On 2016-05-09 12:29, Zygo Blaxell wrote:
On Mon, May 09, 2016 at 04:53:13PM +0200, Niccolò Belli wrote:
While trying to find a common denominator for my issue I did lots of backups
of /dev/mapper/cryptroot and I restored them into /dev/mapper/cryptroot
dozens of times (triggering a 150GB+ random data write every time), without
any issue (after restoring the backup I alwyas check the parition with btrfs
check). So disk doesn't seem to be the culprit.

Did you also check the data matches the backup?  btrfs check will only
look at the metadata, which is 0.1% of what you've copied.  From what
you've written, there should be a lot of errors in the data too.  If you
have incorrect data but btrfs scrub finds no incorrect checksums, then
your storage layer is probably fine and we have to look at CPU, host RAM,
and software as possible culprits.
This is a good point.

The logs you've posted so far indicate that bad metadata (e.g. negative
item lengths, nonsense transids in metadata references but sane transids
in the referred pages) is getting into otherwise valid and well-formed
btrfs metadata pages.  Since these pages are protected by checksums,
the corruption can't be originating in the storage layer--if it was, the
pages should be rejected as they are read from disk, before btrfs even
looks at them, and the insane transid should be the "found" one not the
"expected" one.  That suggests there is either RAM corruption happening
_after_ the data is read from disk (i.e. while the pages are cached in
RAM), or a severe software bug in the kernel you're running.

Try different kernel versions (e.g. 4.4.9 or 4.1.23) in case whoever
maintains your kernel had a bad day and merged a patch they should
not have.

Try a minimal configuration with as few drivers as possible loaded,
especially GPU drivers and anything from the staging subdirectory--when
these drivers have bugs, they ruin everything.

Try memtest86+ which has a few more/different tests than memtest86.
I have encountered RAM modules that pass memtest86 but fail memtest86+
and vice versa.

Try memtester, a memory tester that runs as a Linux process, so it can
detect corruption caused when device drivers spray data randomly into RAM,
or when the CPU thermal controls are influenced by Linux (an overheating
CPU-to-RAM bridge can really ruin your day, and some of the dumber laptop
designs rely on the OS for thermal management).

Try running more than one memory testing process, in case there is a bug
in your hardware that affects interactions between multiple cores (memtest
is single-threaded).  You can run memtest86 inside a kvm (e.g. kvm
-m 3072 -kernel /boot/memtest86.bin) to detect these kinds of issues.

Kernel compiles are a bad way to test RAM.  I've successfully built
kernels on hosts with known RAM failures.  The kernels don't always work
properly, but it's quite rare to see a build fail outright.
My original suggestion that prompted that part of the comment was to run a bunch of concurrent kernel builds (I only use kernel builds myself because it's a big project with essentially zero build dependencies, if I had the patience and space (and a LiveCD with the right tools and packages installed), I'd probably be using something like LibreOffice or Chromium instead), each run with as many jobs as CPU's (so on a quad-core system, run a dozen or so concurrently with make -j4). I don't use this as my sole test (I also use multiple other tools), but I find that this does a particularly good job of exercising things that memtest doesn't, and I don't just make sure the build's succeed, but also that the compiled kernel images all match, because if there's bad RAM, the resultant images will often be different in some way (and I had forgotten to mention this bit).

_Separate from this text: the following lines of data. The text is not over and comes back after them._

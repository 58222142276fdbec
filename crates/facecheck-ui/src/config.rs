use facecheck_core::loader::{LoadLimits, DEFAULT_MAX_DIMENSION};
use facecheck_core::service::{DetectorOptions, DEFAULT_INPUT_SIZE, DEFAULT_SCORE_THRESHOLD};
use facecheck_core::DEFAULT_MATCH_THRESHOLD;
use serde::Deserialize;
use std::path::{Path, PathBuf};
use std::time::Duration;
use thiserror::Error;

#[derive(Error, Debug)]
pub enum ConfigError {
    #[error("failed to read config {path}: {source}")]
    Io {
        path: String,
        #[source]
        source: std::io::Error,
    },
    #[error("invalid config: {0}")]
    Parse(#[from] toml::de::Error),
}

/// Controller configuration.
///
/// Sources, lowest precedence first: built-in defaults, an optional TOML file,
/// then `FACECHECK_*` environment variables.
#[derive(Debug, Clone, PartialEq, Deserialize)]
#[serde(default)]
pub struct Config {
    /// Directory the face service loads its model artefacts from.
    pub model_dir: PathBuf,
    /// Descriptor distance below which two faces match.
    pub match_threshold: f32,
    /// Timeout in seconds for the one-time model load.
    pub model_load_timeout_secs: u64,
    /// Timeout in seconds for a single detection call.
    pub detect_timeout_secs: u64,
    /// Largest accepted image width or height.
    pub max_image_dimension: u32,
    /// Detector input resolution.
    pub detector_input_size: u32,
    /// Minimum detection score.
    pub score_threshold: f32,
}

impl Default for Config {
    fn default() -> Self {
        Self {
            model_dir: facecheck_core::default_model_dir(),
            match_threshold: DEFAULT_MATCH_THRESHOLD,
            model_load_timeout_secs: 30,
            detect_timeout_secs: 10,
            max_image_dimension: DEFAULT_MAX_DIMENSION,
            detector_input_size: DEFAULT_INPUT_SIZE,
            score_threshold: DEFAULT_SCORE_THRESHOLD,
        }
    }
}

impl Config {
    /// Load configuration from `FACECHECK_*` environment variables with defaults.
    pub fn from_env() -> Self {
        Self::default().with_env_overrides()
    }

    /// Parse a TOML document; missing keys take their defaults.
    pub fn from_toml_str(src: &str) -> Result<Self, ConfigError> {
        Ok(toml::from_str(src)?)
    }

    /// Load `path` (if given) and apply environment overrides on top.
    pub fn load(path: Option<&Path>) -> Result<Self, ConfigError> {
        let base = match path {
            Some(path) => {
                let src = std::fs::read_to_string(path).map_err(|source| ConfigError::Io {
                    path: path.display().to_string(),
                    source,
                })?;
                Self::from_toml_str(&src)?
            }
            None => Self::default(),
        };
        Ok(base.with_env_overrides())
    }

    fn with_env_overrides(self) -> Self {
        Self {
            model_dir: std::env::var("FACECHECK_MODEL_DIR")
                .map(PathBuf::from)
                .unwrap_or(self.model_dir),
            match_threshold: env_f32("FACECHECK_MATCH_THRESHOLD", self.match_threshold),
            model_load_timeout_secs: env_u64(
                "FACECHECK_MODEL_LOAD_TIMEOUT_SECS",
                self.model_load_timeout_secs,
            ),
            detect_timeout_secs: env_u64("FACECHECK_DETECT_TIMEOUT_SECS", self.detect_timeout_secs),
            max_image_dimension: env_u32("FACECHECK_MAX_IMAGE_DIMENSION", self.max_image_dimension),
            detector_input_size: env_u32("FACECHECK_DETECTOR_INPUT_SIZE", self.detector_input_size),
            score_threshold: env_f32("FACECHECK_SCORE_THRESHOLD", self.score_threshold),
        }
    }

    pub fn model_load_timeout(&self) -> Duration {
        Duration::from_secs(self.model_load_timeout_secs)
    }

    pub fn detect_timeout(&self) -> Duration {
        Duration::from_secs(self.detect_timeout_secs)
    }

    pub fn load_limits(&self) -> LoadLimits {
        LoadLimits {
            max_dimension: self.max_image_dimension,
        }
    }

    pub fn detector_options(&self) -> DetectorOptions {
        DetectorOptions {
            input_size: self.detector_input_size,
            score_threshold: self.score_threshold,
            ..DetectorOptions::default()
        }
    }
}

fn env_f32(key: &str, default: f32) -> f32 {
    std::env::var(key)
        .ok()
        .and_then(|v| v.parse().ok())
        .unwrap_or(default)
}

fn env_u64(key: &str, default: u64) -> u64 {
    std::env::var(key)
        .ok()
        .and_then(|v| v.parse().ok())
        .unwrap_or(default)
}

fn env_u32(key: &str, default: u32) -> u32 {
    std::env::var(key)
        .ok()
        .and_then(|v| v.parse().ok())
        .unwrap_or(default)
}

This practice evolved out of the fact that the only bad RAM I've ever dealt with either completely failed to POST (which can have all kinds of interesting symptoms if it's just one module, some MB's refuse to boot, some report the error, others just disable the module and act like nothing happened), or passed all the memory testing tools I threw at it (memtest86, memtest86+, memtester, concurrent memtest86 invocations from Xen domains, inventive acrobatics with tmpfs and FIO, etc), but failed under heavy concurrent random access, which can be reliably produced by running a bunch of big software builds at the same time with the CPU insanely over-committed. I could probably produce a similar workload with tmpfs and FIO, but it's a lot quicker and easier to remember how to do a kernel build than it is to remember the complex incantations needed to get FIO to do anything interesting.